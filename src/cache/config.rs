//! Cache configuration.
//!
//! Built from the `[cache]` section of `cccache.toml` after validation.

use std::num::NonZeroUsize;
use std::time::Duration;

// Default values for cache configuration
pub(crate) const DEFAULT_PREFIX: &str = "ccc";
pub(crate) const DEFAULT_SERVER: &str = "localhost:11211";
pub(crate) const DEFAULT_TTL_SECS: u64 = 3600;
pub(crate) const DEFAULT_TIMEOUT_MS: u64 = 500;
pub(crate) const DEFAULT_MEMORY_CAPACITY: usize = 10_000;
pub(crate) const DEFAULT_MAX_IDLE_CONNECTIONS: usize = 8;

/// Which store sits behind the cache adapter.
#[derive(Debug, Clone, Copy, PartialEq, Eq)]
pub enum CacheBackendKind {
    /// memcached servers over the ASCII protocol.
    Memcached,
    /// In-process LRU, useful for single-node deployments and tests.
    Memory,
    /// No store; every read misses and every write is dropped.
    Disabled,
}

impl CacheBackendKind {
    pub fn as_str(&self) -> &'static str {
        match self {
            CacheBackendKind::Memcached => "memcached",
            CacheBackendKind::Memory => "memory",
            CacheBackendKind::Disabled => "disabled",
        }
    }

    pub fn parse(value: &str) -> Option<Self> {
        match value.trim().to_ascii_lowercase().as_str() {
            "memcached" => Some(CacheBackendKind::Memcached),
            "memory" => Some(CacheBackendKind::Memory),
            "disabled" | "none" | "off" => Some(CacheBackendKind::Disabled),
            _ => None,
        }
    }
}

#[derive(Debug, Clone)]
pub struct CacheConfig {
    pub backend: CacheBackendKind,
    /// `host:port` entries; keys are spread across them.
    pub servers: Vec<String>,
    /// Namespace tag placed in front of every derived key.
    pub prefix: String,
    /// Expiry applied when a caller does not pass its own.
    pub default_ttl: Duration,
    /// Upper bound for every network step against a cache server.
    pub timeout: Duration,
    /// Maximum entries held by the in-process store.
    pub memory_capacity: usize,
    /// Idle connections kept per memcached server.
    pub max_idle_connections: usize,
}

impl Default for CacheConfig {
    fn default() -> Self {
        Self {
            backend: CacheBackendKind::Memcached,
            servers: vec![DEFAULT_SERVER.to_string()],
            prefix: DEFAULT_PREFIX.to_string(),
            default_ttl: Duration::from_secs(DEFAULT_TTL_SECS),
            timeout: Duration::from_millis(DEFAULT_TIMEOUT_MS),
            memory_capacity: DEFAULT_MEMORY_CAPACITY,
            max_idle_connections: DEFAULT_MAX_IDLE_CONNECTIONS,
        }
    }
}

impl From<&crate::config::CacheSettings> for CacheConfig {
    fn from(settings: &crate::config::CacheSettings) -> Self {
        Self {
            backend: settings.backend,
            servers: settings.servers.clone(),
            prefix: settings.prefix.clone(),
            default_ttl: settings.ttl,
            timeout: settings.timeout,
            memory_capacity: settings.memory_capacity.get(),
            max_idle_connections: settings.max_idle_connections.get(),
        }
    }
}

impl CacheConfig {
    /// Returns the memory capacity as NonZeroUsize, clamping to 1 if zero.
    pub fn memory_capacity_non_zero(&self) -> NonZeroUsize {
        NonZeroUsize::new(self.memory_capacity).unwrap_or(NonZeroUsize::MIN)
    }
}
use std::time::Instant;

use axum::{
    body::Body,
    http::{HeaderName, HeaderValue, Request},
    middleware::Next,
    response::Response,
};
use tracing::{debug, error, warn};
use uuid::Uuid;

use crate::application::error::ErrorReport;

pub const REQUEST_ID_HEADER: HeaderName = HeaderName::from_static("x-request-id");

const MAX_FORWARDED_ID_LEN: usize = 128;

#[derive(Clone)]
pub struct RequestContext {
    pub request_id: String,
}

/// Tag each request with an id, reusing a sane `x-request-id` from a proxy.
pub async fn set_request_context(mut request: Request<Body>, next: Next) -> Response {
    let request_id = request
        .headers()
        .get(&REQUEST_ID_HEADER)
        .and_then(|value| value.to_str().ok())
        .filter(|id| !id.is_empty() && id.len() <= MAX_FORWARDED_ID_LEN)
        .filter(|id| id.bytes().all(|b| b.is_ascii_alphanumeric() || b == b'-'))
        .map(str::to_string)
        .unwrap_or_else(|| Uuid::new_v4().simple().to_string());

    request.extensions_mut().insert(RequestContext {
        request_id: request_id.clone(),
    });

    let mut response = next.run(request).await;
    if let Ok(value) = HeaderValue::from_str(&request_id) {
        response.headers_mut().insert(REQUEST_ID_HEADER, value);
    }
    response.extensions_mut().insert(RequestContext { request_id });
    response
}

pub async fn log_responses(request: Request<Body>, next: Next) -> Response {
    let method = request.method().clone();
    let path = request.uri().path().to_string();
    let start = Instant::now();

    let request_id = request
        .extensions()
        .get::<RequestContext>()
        .map(|ctx| ctx.request_id.clone())
        .unwrap_or_default();

    let mut response = next.run(request).await;
    let status = response.status();
    let elapsed_ms = start.elapsed().as_millis();

    if status.is_success() {
        debug!(
            target = "cccache::http::response",
            status = status.as_u16(),
            method = %method,
            path = %path,
            elapsed_ms,
            request_id,
            "request served",
        );
        return response;
    }

    let (source, messages) = match response.extensions_mut().remove::<ErrorReport>() {
        Some(report) => (report.source, report.messages),
        None => ("unknown", Vec::new()),
    };
    let detail = messages
        .first()
        .cloned()
        .unwrap_or_else(|| "no diagnostic available".to_string());

    if status.is_server_error() {
        error!(
            target = "cccache::http::response",
            status = status.as_u16(),
            method = %method,
            path = %path,
            elapsed_ms,
            source,
            detail = %detail,
            chain = ?messages,
            request_id,
            "request failed",
        );
    } else if status.is_client_error() {
        warn!(
            target = "cccache::http::response",
            status = status.as_u16(),
            method = %method,
            path = %path,
            elapsed_ms,
            source,
            detail = %detail,
            chain = ?messages,
            request_id,
            "client request error",
        );
    }

    response
}
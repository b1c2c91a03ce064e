//! Repository trait describing the document backend.

use async_trait::async_trait;
use thiserror::Error;

use crate::domain::{Document, DocumentRef};

#[derive(Debug, Error)]
pub enum BackendError {
    #[error("document not found")]
    NotFound,
    #[error("backend refused access (HTTP {status})")]
    Auth { status: u16 },
    #[error("backend unavailable: {message}")]
    Unavailable { message: String },
    #[error("unexpected backend response: {message}")]
    Protocol { message: String },
}

impl BackendError {
    pub fn unavailable(message: impl Into<String>) -> Self {
        Self::Unavailable {
            message: message.into(),
        }
    }

    pub fn protocol(message: impl Into<String>) -> Self {
        Self::Protocol {
            message: message.into(),
        }
    }

    /// Label used for the `kind` dimension of backend error metrics.
    pub fn kind(&self) -> &'static str {
        match self {
            BackendError::NotFound => "not_found",
            BackendError::Auth { .. } => "auth",
            BackendError::Unavailable { .. } => "unavailable",
            BackendError::Protocol { .. } => "protocol",
        }
    }
}

/// Key-based access to documents in their named collections.
#[async_trait]
pub trait DocumentRepo: Send + Sync {
    async fn read(&self, target: &DocumentRef) -> Result<Document, BackendError>;

    /// Create the document, or replace it if it already exists.
    async fn write(&self, target: &DocumentRef, document: &Document) -> Result<(), BackendError>;
}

= Instructions to follow =
Copy the entries above exactly, so that each line matches the original.

= Result for this exercise =
filename src/cache/config.rs
//! Cache configuration.
//!
//! Built from the `[cache]` section of `cccache.toml` after validation.

use std::num::NonZeroUsize;
use std::time::Duration;

// Default values for cache configuration
pub(crate) const DEFAULT_PREFIX: &str = "ccc";
pub(crate) const DEFAULT_SERVER: &str = "localhost:11211";
pub(crate) const DEFAULT_TTL_SECS: u64 = 3600;
pub(crate) const DEFAULT_TIMEOUT_MS: u64 = 500;
pub(crate) const DEFAULT_MEMORY_CAPACITY: usize = 10_000;
pub(crate) const DEFAULT_MAX_IDLE_CONNECTIONS: usize = 8;

/// Which store sits behind the cache adapter.
#[derive(Debug, Clone, Copy, PartialEq, Eq)]
pub enum CacheBackendKind {
    /// memcached servers over the ASCII protocol.
    Memcached,
    /// In-process LRU, useful for single-node deployments and tests.
    Memory,
    /// No store; every read misses and every write is dropped.
    Disabled,
}

impl CacheBackendKind {
    pub fn as_str(&self) -> &'static str {
        match self {
            CacheBackendKind::Memcached => "memcached",
            CacheBackendKind::Memory => "memory",
            CacheBackendKind::Disabled => "disabled",
        }
    }

    pub fn parse(value: &str) -> Option<Self> {
        match value.trim().to_ascii_lowercase().as_str() {
            "memcached" => Some(CacheBackendKind::Memcached),
            "memory" => Some(CacheBackendKind::Memory),
            "disabled" | "none" | "off" => Some(CacheBackendKind::Disabled),
            _ => None,
        }
    }
}

#[derive(Debug, Clone)]
pub struct CacheConfig {
    pub backend: CacheBackendKind,
    /// `host:port` entries; keys are spread across them.
    pub servers: Vec<String>,
    /// Namespace tag placed in front of every derived key.
    pub prefix: String,
    /// Expiry applied when a caller does not pass its own.
    pub default_ttl: Duration,
    /// Upper bound for every network step against a cache server.
    pub timeout: Duration,
    /// Maximum entries held by the in-process store.
    pub memory_capacity: usize,
    /// Idle connections kept per memcached server.
    pub max_idle_connections: usize,
}

impl Default for CacheConfig {
    fn default() -> Self {
        Self {
            backend: CacheBackendKind::Memcached,
            servers: vec![DEFAULT_SERVER.to_string()],
            prefix: DEFAULT_PREFIX.to_string(),
            default_ttl: Duration::from_secs(DEFAULT_TTL_SECS),
            timeout: Duration::from_millis(DEFAULT_TIMEOUT_MS),
            memory_capacity: DEFAULT_MEMORY_CAPACITY,
            max_idle_connections: DEFAULT_MAX_IDLE_CONNECTIONS,
        }
    }
}

impl From<&crate::config::CacheSettings> for CacheConfig {
    fn from(settings: &crate::config::CacheSettings) -> Self {
        Self {
            backend: settings.backend,
            servers: settings.servers.clone(),
            prefix: settings.prefix.clone(),
            default_ttl: settings.ttl,
            timeout: settings.timeout,
            memory_capacity: settings.memory_capacity.get(),
            max_idle_connections: settings.max_idle_connections.get(),
        }
    }
}

impl CacheConfig {
    /// Returns the memory capacity as NonZeroUsize, clamping to 1 if zero.
    pub fn memory_capacity_non_zero(&self) -> NonZeroUsize {
        NonZeroUsize::new(self.memory_capacity).unwrap_or(NonZeroUsize::MIN)
    }
}
use std::time::Instant;

use axum::{
    body::Body,
    http::{HeaderName, HeaderValue, Request},
    middleware::Next,
    response::Response,
};
use tracing::{debug, error, warn};
use uuid::Uuid;

use crate::application::error::ErrorReport;

pub const REQUEST_ID_HEADER: HeaderName = HeaderName::from_static("x-request-id");

const MAX_FORWARDED_ID_LEN: usize = 128;

#[derive(Clone)]
pub struct RequestContext {
    pub request_id: String,
}

/// Tag each request with an id, reusing a sane `x-request-id` from a proxy.
pub async fn set_request_context(mut request: Request<Body>, next: Next) -> Response {
    let request_id = request
        .headers()
        .get(&REQUEST_ID_HEADER)
        .and_then(|value| value.to_str().ok())
        .filter(|id| !id.is_empty() && id.len() <= MAX_FORWARDED_ID_LEN)
        .filter(|id| id.bytes().all(|b| b.is_ascii_alphanumeric() || b == b'-'))
        .map(str::to_string)
        .unwrap_or_else(|| Uuid::new_v4().simple().to_string());

    request.extensions_mut().insert(RequestContext {
        request_id: request_id.clone(),
    });

    let mut response = next.run(request).await;
    if let Ok(value) = HeaderValue::from_str(&request_id) {
        response.headers_mut().insert(REQUEST_ID_HEADER, value);
    }
    response.extensions_mut().insert(RequestContext { request_id });
    response
}

pub async fn log_responses(request: Request<Body>, next: Next) -> Response {
    let method = request.method().clone();
    let path = request.uri().path().to_string();
    let start = Instant::now();

    let request_id = request
        .extensions()
        .get::<RequestContext>()
        .map(|ctx| ctx.request_id.clone())
        .unwrap_or_default();

    let mut response = next.run(request).await;
    let status = response.status();
    let elapsed_ms = start.elapsed().as_millis();

    if status.is_success() {
        debug!(
            target = "cccache::http::response",
            status = status.as_u16(),
            method = %method,
            path = %path,
            elapsed_ms,
            request_id,
            "request served",
        );
        return response;
    }

    let (source, messages) = match response.extensions_mut().remove::<ErrorReport>() {
        Some(report) => (report.source, report.messages),
        None => ("unknown", Vec::new()),
    };
    let detail = messages
        .first()
        .cloned()
        .unwrap_or_else(|| "no diagnostic available".to_string());

    if status.is_server_error() {
        error!(
            target = "cccache::http::response",
            status = status.as_u16(),
            method = %method,
            path = %path,
            elapsed_ms,
            source,
            detail = %detail,
            chain = ?messages,
            request_id,
            "request failed",
        );
    } else if status.is_client_error() {
        warn!(
            target = "cccache::http::response",
            status = status.as_u16(),
            method = %method,
            path = %path,
            elapsed_ms,
            source,
            detail = %detail,
            chain = ?messages,
            request_id,
            "client request error",
        );
    }

    response
}
repository b1c2c91a03ce064e
//! Repository trait describing the document backend.

use async_trait::async_trait;
use thiserror::Error;

use crate::domain::{Document, DocumentRef};

#[derive(Debug, Error)]
pub enum BackendError {
    #[error("document not found")]
    NotFound,
    #[error("backend refused access (HTTP {status})")]
    Auth { status: u16 },
    #[error("backend unavailable: {message}")]
    Unavailable { message: String },
    #[error("unexpected backend response: {message}")]
    Protocol { message: String },
}

impl BackendError {
    pub fn unavailable(message: impl Into<String>) -> Self {
        Self::Unavailable {
            message: message.into(),
        }
    }

    pub fn protocol(message: impl Into<String>) -> Self {
        Self::Protocol {
            message: message.into(),
        }
    }

    /// Label used for the `kind` dimension of backend error metrics.
    pub fn kind(&self) -> &'static str {
        match self {
            BackendError::NotFound => "not_found",
            BackendError::Auth { .. } => "auth",
            BackendError::Unavailable { .. } => "unavailable",
            BackendError::Protocol { .. } => "protocol",
        }
    }
}

/// Key-based access to documents in their named collections.
#[async_trait]
pub trait DocumentRepo: Send + Sync {
    async fn read(&self, target: &DocumentRef) -> Result<Document, BackendError>;

    /// Create the document, or replace it if it already exists.
    async fn write(&self, target: &DocumentRef, document: &Document) -> Result<(), BackendError>;
}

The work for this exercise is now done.